§ Stored data:
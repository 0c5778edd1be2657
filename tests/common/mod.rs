#![allow(dead_code)]

use std::sync::OnceLock;

use anyhow::Result;
use axum::body::Body;
use axum::http::{Request, Response, StatusCode};
use chrono::Utc;
use http_body_util::BodyExt;
use serde_json::Value;
use tower::ServiceExt;

use resource_library_api::auth::{self, Claims, Role};

pub const TEST_SECRET: &str = "gate-test-secret";

/// Point the process-wide config at a known signing secret before the
/// config singleton is first touched. Safe to call from every test.
pub fn init() {
    static INIT: OnceLock<()> = OnceLock::new();
    INIT.get_or_init(|| {
        std::env::set_var("JWT_SECRET", TEST_SECRET);
    });
}

/// Mint a token signed with the test secret. Negative `ttl_secs` produces
/// an already-expired token.
pub fn mint_token(role: Role, ttl_secs: i64) -> String {
    mint_token_with_secret(role, ttl_secs, TEST_SECRET)
}

pub fn mint_token_with_secret(role: Role, ttl_secs: i64, secret: &str) -> String {
    let now = Utc::now().timestamp();
    let claims = Claims {
        phone_number: "+15550100".to_string(),
        role,
        exp: now + ttl_secs,
        iat: now,
    };
    auth::sign_token(&claims, secret).expect("sign test token")
}

pub fn request(method: &str, uri: &str, bearer: Option<&str>) -> Request<Body> {
    let mut builder = Request::builder().method(method).uri(uri);
    if let Some(token) = bearer {
        builder = builder.header("Authorization", format!("Bearer {}", token));
    }
    builder.body(Body::empty()).expect("build request")
}

/// Drive a request through the router and decode the JSON body.
pub async fn send(app: axum::Router, req: Request<Body>) -> Result<(StatusCode, Value)> {
    let response: Response<Body> = app.oneshot(req).await?;
    let status = response.status();
    let bytes = response.into_body().collect().await?.to_bytes();
    let body = if bytes.is_empty() {
        Value::Null
    } else {
        serde_json::from_slice(&bytes)?
    };
    Ok((status, body))
}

§ Task goal: Give back the records above exactly, limited to the lines between the one holding "use std::sync::OnceLock;" and the one holding "pub fn mint_token(role: Role, ttl_secs: i64)", inclusive.

§ Exercise output:
use std::sync::OnceLock;

use anyhow::Result;
use axum::body::Body;
use axum::http::{Request, Response, StatusCode};
use chrono::Utc;
use http_body_util::BodyExt;
use serde_json::Value;
use tower::ServiceExt;

use resource_library_api::auth::{self, Claims, Role};

pub const TEST_SECRET: &str = "gate-test-secret";

/// Point the process-wide config at a known signing secret before the
/// config singleton is first touched. Safe to call from every test.
pub fn init() {
    static INIT: OnceLock<()> = OnceLock::new();
    INIT.get_or_init(|| {
        std::env::set_var("JWT_SECRET", TEST_SECRET);
    });
}

/// Mint a token signed with the test secret. Negative `ttl_secs` produces
/// an already-expired token.
pub fn mint_token(role: Role, ttl_secs: i64) -> String {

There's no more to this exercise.